Ma se la Hyppocratica Civitas (la Scuola medica salernitana è la più antica d’Europa) sta cambiando, è soprattutto per via della “fissa” principale del suo sindaco, la trasformazione urbanistica. Sono le archistar internazionali a firmare il cambiamento, in gran parte già realizzato. Dalla Cittadella giudiziaria dell’inglese David Chipperfield alla stazione marittima dell’iraniana Zaha Hadid, dal porto turistico Marina d’Arechi di Santiago Calatrava ai progetti di Pica Ciamarra, Dominique Perrault, Tobia Scarpa, Jean Nouvel e Nicola Pagliara. Infine il “Crescent”, la più grande piazza d’Europa affacciata sul mare firmata da Ricardo Bofill, alla quale De Luca ha dato un nome da preludio al superamento politico dell’appartenenza. Si chiamerà Piazza delle Libertà. E il fatto che certi ambientalisti e intellettuali al caviale si siano messi di traverso è già garanzia di validità del progetto.
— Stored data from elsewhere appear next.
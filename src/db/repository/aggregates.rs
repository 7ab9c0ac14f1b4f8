use std::collections::BTreeMap;

use rusqlite::Connection;

use crate::db::DatabaseError;
use crate::models::enums::Dimension;

/// Document count per dimension value. Type and organ are keyed by lookup
/// name, year by its decimal string. Values without documents are absent.
pub fn count_documents_by(
    conn: &Connection,
    dimension: Dimension,
) -> Result<BTreeMap<String, i64>, DatabaseError> {
    let sql = match dimension {
        Dimension::Type => {
            "SELECT td.nome, COUNT(*) FROM documents d
             JOIN tipos_documento td ON d.tipo_documento_id = td.id
             GROUP BY td.nome"
        }
        Dimension::Organ => {
            "SELECT o.nome, COUNT(*) FROM documents d
             JOIN orgaos o ON d.orgao_id = o.id
             GROUP BY o.nome"
        }
        Dimension::Year => {
            "SELECT CAST(ano AS TEXT), COUNT(*) FROM documents GROUP BY ano"
        }
    };

    let mut stmt = conn.prepare(sql)?;
    let rows = stmt.query_map([], |row| {
        Ok((row.get::<_, String>(0)?, row.get::<_, i64>(1)?))
    })?;

    rows.collect::<Result<BTreeMap<_, _>, _>>()
        .map_err(DatabaseError::from)
}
Oggi il sindaco di Salerno è pronto a esportare il suo modello in tutta la Campania: sta scaldando i motori, gira per tutta la regione e si prepara a correre per la presidenza. Ha un nemico duro da battere, anzi due: Bassolino e gli apparati napoletani già pronti ad abbracciare una parte del centrodestra. Sanno che se dovesse spuntarla (anche contro la volontà del suo stesso partito correrà con cinque liste civiche) si dovrà lavorare sul serio. E pur di non vedere quel momento si inventeranno di tutto.